* **Exercise prompt**
Filter these entries, keeping only lines that hold the word "true".

*** Begin section ***

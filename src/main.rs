use std::sync::Arc;
use std::time::Duration;

use axum::http::{HeaderValue, Method};
use tokio::sync::mpsc;
use tower_http::cors::{AllowHeaders, Any, CorsLayer};
use tracing::{error, info, warn};

use foodstore_api::{
    app_router,
    auth::{AuthConfig, AuthService},
    config::{init_tracing, load_config},
    db,
    errors::set_development_mode,
    events::{process_events, EventSender},
    handlers::AppServices,
    AppState,
};

#[tokio::main]
async fn main() -> anyhow::Result<()> {
    let config = match load_config() {
        Ok(config) => config,
        Err(e) => {
            eprintln!("Failed to load configuration: {}", e);
            std::process::exit(1);
        }
    };

    init_tracing(config.log_level(), config.log_json);
    set_development_mode(config.is_development());

    info!(
        environment = %config.environment,
        version = env!("CARGO_PKG_VERSION"),
        git_hash = env!("GIT_HASH"),
        "starting foodstore-api"
    );

    let db_pool = Arc::new(db::establish_connection_from_app_config(&config).await?);

    if config.auto_migrate {
        db::run_migrations(&db_pool).await?;
    } else {
        info!("auto_migrate disabled; skipping migrations");
    }

    let (event_tx, event_rx) = mpsc::channel(config.event_channel_capacity);
    let event_sender = Arc::new(EventSender::new(event_tx));
    tokio::spawn(process_events(event_rx));

    let auth = Arc::new(AuthService::new(
        AuthConfig::new(
            config.jwt_secret.clone(),
            config.auth_issuer.clone(),
            config.auth_audience.clone(),
            Duration::from_secs(config.jwt_expiration as u64),
        ),
        db_pool.clone(),
    ));

    let services = Arc::new(AppServices::build(
        db_pool.clone(),
        Some(event_sender.clone()),
        &config,
    ));

    let cors = build_cors_layer(&config);

    let addr = format!("{}:{}", config.host, config.port);
    let state = AppState {
        db: db_pool.clone(),
        config: Arc::new(config),
        event_sender,
        services,
        auth,
    };

    let app = app_router(state).layer(cors);

    let listener = tokio::net::TcpListener::bind(&addr).await?;
    info!(addr = %addr, "listening");

    axum::serve(listener, app)
        .with_graceful_shutdown(shutdown_signal())
        .await?;

    info!("server stopped, closing database pool");
    if let Err(e) = db::close_pool(Arc::try_unwrap(db_pool).unwrap_or_else(|arc| (*arc).clone())).await {
        error!(error = %e, "failed to close database pool");
    }

    Ok(())
}

fn build_cors_layer(config: &foodstore_api::config::AppConfig) -> CorsLayer {
    let origins: Vec<HeaderValue> = config
        .cors_allowed_origins
        .as_deref()
        .unwrap_or("")
        .split(',')
        .map(str::trim)
        .filter(|s| !s.is_empty())
        .filter_map(|s| s.parse::<HeaderValue>().ok())
        .collect();

    if !origins.is_empty() {
        let mut layer = CorsLayer::new().allow_origin(origins).allow_methods([
            Method::GET,
            Method::POST,
            Method::PUT,
            Method::DELETE,
            Method::OPTIONS,
        ]);
        // A wildcard header list cannot be combined with credentials
        if config.cors_allow_credentials {
            layer = layer
                .allow_headers(AllowHeaders::mirror_request())
                .allow_credentials(true);
        } else {
            layer = layer.allow_headers(Any);
        }
        layer
    } else if config.should_allow_permissive_cors() {
        warn!("CORS: allowing any origin");
        CorsLayer::new()
            .allow_origin(Any)
            .allow_methods(Any)
            .allow_headers(Any)
    } else {
        // load_config rejects this combination; keep a locked-down fallback
        CorsLayer::new()
    }
}

async fn shutdown_signal() {
    let ctrl_c = async {
        if let Err(e) = tokio::signal::ctrl_c().await {
            error!(error = %e, "failed to install Ctrl+C handler");
        }
    };

    #[cfg(unix)]
    let terminate = async {
        match tokio::signal::unix::signal(tokio::signal::unix::SignalKind::terminate()) {
            Ok(mut signal) => {
                signal.recv().await;
            }
            Err(e) => error!(error = %e, "failed to install SIGTERM handler"),
        }
    };

    #[cfg(not(unix))]
    let terminate = std::future::pending::<()>();

    tokio::select! {
        _ = ctrl_c => {},
        _ = terminate => {},
    }

    info!("shutdown signal received");
}
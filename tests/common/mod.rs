// Not every test binary exercises every helper.
#![allow(dead_code)]

use std::sync::Arc;
use std::time::Duration;

use axum::{
    body::Body,
    http::{Method, Request},
    Router,
};
use chrono::{DateTime, Utc};
use rust_decimal::Decimal;
use sea_orm::{ActiveModelTrait, Set};
use serde_json::Value;
use tokio::sync::mpsc;
use tower::ServiceExt;
use uuid::Uuid;

use foodstore_api::{
    app_router,
    auth::{hash_password, AuthConfig, AuthService},
    config::AppConfig,
    db,
    entities::{admin_user, category, product, promotion},
    events::{self, EventSender},
    handlers::AppServices,
    AppState,
};

const TEST_JWT_SECRET: &str =
    "integration_test_secret_key_that_is_definitely_long_enough_q7x9v2m4p8r6";

/// Test harness running the full router against a private SQLite database.
pub struct TestApp {
    router: Router,
    pub state: AppState,
    token: String,
    db_file: String,
    _event_task: tokio::task::JoinHandle<()>,
}

impl TestApp {
    pub async fn new() -> Self {
        let db_file = format!("foodstore_test_{}.db", Uuid::new_v4().simple());

        let mut cfg = AppConfig::new(
            format!("sqlite://{db_file}?mode=rwc"),
            TEST_JWT_SECRET.to_string(),
            3600,
            "127.0.0.1".to_string(),
            0,
            "test".to_string(),
        );
        cfg.db_max_connections = 1;
        cfg.db_min_connections = 1;

        let pool = db::establish_connection_from_app_config(&cfg)
            .await
            .expect("failed to create test database");
        db::run_migrations(&pool)
            .await
            .expect("failed to run migrations in tests");

        let db_arc = Arc::new(pool);
        let (event_tx, event_rx) = mpsc::channel(256);
        let event_sender = Arc::new(EventSender::new(event_tx));
        let event_task = tokio::spawn(events::process_events(event_rx));

        let auth = Arc::new(AuthService::new(
            AuthConfig::new(
                cfg.jwt_secret.clone(),
                cfg.auth_issuer.clone(),
                cfg.auth_audience.clone(),
                Duration::from_secs(cfg.jwt_expiration as u64),
            ),
            db_arc.clone(),
        ));

        let admin = seed_admin(&db_arc, "admin", "test-password").await;
        let token = auth
            .issue_for_user(&admin)
            .expect("issue admin token")
            .access_token;

        let services = Arc::new(AppServices::build(
            db_arc.clone(),
            Some(event_sender.clone()),
            &cfg,
        ));

        let state = AppState {
            db: db_arc,
            config: Arc::new(cfg),
            event_sender,
            services,
            auth,
        };

        let router = app_router(state.clone());

        Self {
            router,
            state,
            token,
            db_file,
            _event_task: event_task,
        }
    }

    pub fn token(&self) -> &str {
        &self.token
    }

    pub async fn request(
        &self,
        method: Method,
        uri: &str,
        body: Option<Value>,
        token: Option<&str>,
    ) -> axum::response::Response {
        let mut builder = Request::builder().method(method).uri(uri);

        if let Some(tok) = token {
            builder = builder.header("authorization", format!("Bearer {}", tok));
        }

        let body = if let Some(json) = body {
            builder = builder.header("content-type", "application/json");
            Body::from(serde_json::to_vec(&json).expect("serialize json request body"))
        } else {
            Body::empty()
        };

        let request = builder.body(body).expect("build request");
        self.router
            .clone()
            .oneshot(request)
            .await
            .expect("router error during test request")
    }

    pub async fn request_authenticated(
        &self,
        method: Method,
        uri: &str,
        body: Option<Value>,
    ) -> axum::response::Response {
        self.request(method, uri, body, Some(self.token())).await
    }

    pub async fn seed_category(&self, name: &str) -> category::Model {
        category::ActiveModel {
            id: Set(Uuid::new_v4()),
            name: Set(name.to_string()),
            description: Set(None),
            created_at: Set(Utc::now()),
            updated_at: Set(None),
        }
        .insert(&*self.state.db)
        .await
        .expect("seed category")
    }

    pub async fn seed_product(
        &self,
        name: &str,
        price: Decimal,
        category_id: Option<Uuid>,
    ) -> product::Model {
        product::ActiveModel {
            id: Set(Uuid::new_v4()),
            name: Set(name.to_string()),
            description: Set(None),
            price: Set(price),
            image_url: Set(None),
            category_id: Set(category_id),
            is_available: Set(true),
            created_at: Set(Utc::now()),
            updated_at: Set(None),
        }
        .insert(&*self.state.db)
        .await
        .expect("seed product")
    }

    #[allow(clippy::too_many_arguments)]
    pub async fn seed_promotion(
        &self,
        code: &str,
        discount_type: promotion::DiscountType,
        discount_value: Decimal,
        min_order_value: Decimal,
        start_date: DateTime<Utc>,
        end_date: DateTime<Utc>,
        status: promotion::PromotionStatus,
    ) -> promotion::Model {
        promotion::ActiveModel {
            id: Set(Uuid::new_v4()),
            promo_code: Set(code.to_string()),
            title: Set(format!("Promotion {}", code)),
            description: Set(None),
            discount_type: Set(discount_type),
            discount_value: Set(discount_value),
            min_order_value: Set(min_order_value),
            start_date: Set(start_date),
            end_date: Set(end_date),
            status: Set(status),
            created_at: Set(Utc::now()),
            updated_at: Set(None),
        }
        .insert(&*self.state.db)
        .await
        .expect("seed promotion")
    }
}

impl Drop for TestApp {
    fn drop(&mut self) {
        self._event_task.abort();
        let _ = std::fs::remove_file(&self.db_file);
    }
}

async fn seed_admin(
    db: &Arc<sea_orm::DatabaseConnection>,
    username: &str,
    password: &str,
) -> admin_user::Model {
    admin_user::ActiveModel {
        id: Set(Uuid::new_v4()),
        username: Set(username.to_string()),
        password_hash: Set(hash_password(password).expect("hash test password")),
        display_name: Set("Test Admin".to_string()),
        role: Set("admin".to_string()),
        is_active: Set(true),
        created_at: Set(Utc::now()),
        updated_at: Set(None),
    }
    .insert(&**db)
    .await
    .expect("seed admin user")
}

/// Deserialize a response body into JSON.
pub async fn json_body(response: axum::response::Response) -> Value {
    let bytes = axum::body::to_bytes(response.into_body(), usize::MAX)
        .await
        .expect("read response body");
    serde_json::from_slice(&bytes).expect("response body is not valid json")
}
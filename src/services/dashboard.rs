use crate::{
    db::DbPool,
    entities::{
        customer,
        order::{self, OrderStatus},
        product,
    },
    errors::ServiceError,
};
use chrono::{Duration, NaiveDate, Utc};
use rust_decimal::Decimal;
use sea_orm::{ColumnTrait, EntityTrait, PaginatorTrait, QueryFilter, QueryOrder};
use serde::{Deserialize, Serialize};
use std::collections::BTreeMap;
use std::sync::Arc;
use tracing::instrument;

#[derive(Debug, Serialize, Deserialize)]
pub struct RevenuePoint {
    pub date: NaiveDate,
    pub revenue: Decimal,
    pub order_count: u64,
}

#[derive(Debug, Serialize, Deserialize)]
pub struct DashboardStats {
    pub total_orders: u64,
    pub pending_orders: u64,
    pub completed_orders: u64,
    pub total_customers: u64,
    pub total_products: u64,
    /// Revenue of completed orders over the reporting window.
    pub total_revenue: Decimal,
    /// Per-day revenue over the reporting window, oldest day first.
    pub revenue_by_day: Vec<RevenuePoint>,
}

/// Back-office overview numbers.
#[derive(Clone)]
pub struct DashboardService {
    db_pool: Arc<DbPool>,
    window_days: i64,
}

impl DashboardService {
    pub fn new(db_pool: Arc<DbPool>, window_days: i64) -> Self {
        Self {
            db_pool,
            window_days: window_days.max(1),
        }
    }

    #[instrument(skip(self))]
    pub async fn stats(&self) -> Result<DashboardStats, ServiceError> {
        let total_orders = order::Entity::find().count(&*self.db_pool).await?;
        let pending_orders = order::Entity::find()
            .filter(order::Column::Status.eq(OrderStatus::Pending))
            .count(&*self.db_pool)
            .await?;
        let total_customers = customer::Entity::find().count(&*self.db_pool).await?;
        let total_products = product::Entity::find().count(&*self.db_pool).await?;

        let since = Utc::now() - Duration::days(self.window_days);
        // Revenue is aggregated here rather than in SQL so the same query
        // works on both backends.
        let completed = order::Entity::find()
            .filter(order::Column::Status.eq(OrderStatus::Completed))
            .filter(order::Column::CreatedAt.gte(since))
            .order_by_asc(order::Column::CreatedAt)
            .all(&*self.db_pool)
            .await?;

        let completed_orders = completed.len() as u64;
        let mut total_revenue = Decimal::ZERO;
        let mut by_day: BTreeMap<NaiveDate, (Decimal, u64)> = BTreeMap::new();
        for order in &completed {
            total_revenue += order.total_amount;
            let entry = by_day
                .entry(order.created_at.date_naive())
                .or_insert((Decimal::ZERO, 0));
            entry.0 += order.total_amount;
            entry.1 += 1;
        }

        let revenue_by_day = by_day
            .into_iter()
            .map(|(date, (revenue, order_count))| RevenuePoint {
                date,
                revenue,
                order_count,
            })
            .collect();

        Ok(DashboardStats {
            total_orders,
            pending_orders,
            completed_orders,
            total_customers,
            total_products,
            total_revenue,
            revenue_by_day,
        })
    }
}
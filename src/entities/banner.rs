use chrono::{DateTime, Utc};
use sea_orm::entity::prelude::*;
use serde::{Deserialize, Serialize};
use uuid::Uuid;
use validator::Validate;

#[derive(Clone, Debug, PartialEq, Eq, DeriveEntityModel, Serialize, Deserialize, Validate)]
#[sea_orm(table_name = "banners")]
pub struct Model {
    #[sea_orm(primary_key, auto_increment = false)]
    pub id: Uuid,

    #[validate(length(min = 1, max = 200, message = "Banner title is required"))]
    pub title: String,
    #[validate(length(min = 1, message = "Image URL is required"))]
    pub image_url: String,
    pub link_url: Option<String>,
    pub position: i32,
    pub is_active: bool,

    pub created_at: DateTime<Utc>,
    pub updated_at: Option<DateTime<Utc>>,
}

#[derive(Copy, Clone, Debug, EnumIter, DeriveRelation)]
pub enum Relation {}

impl ActiveModelBehavior for ActiveModel {}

*** End section ***

* **Exercise output**
                .allow_credentials(true);
            is_available: Set(true),
        is_active: Set(true),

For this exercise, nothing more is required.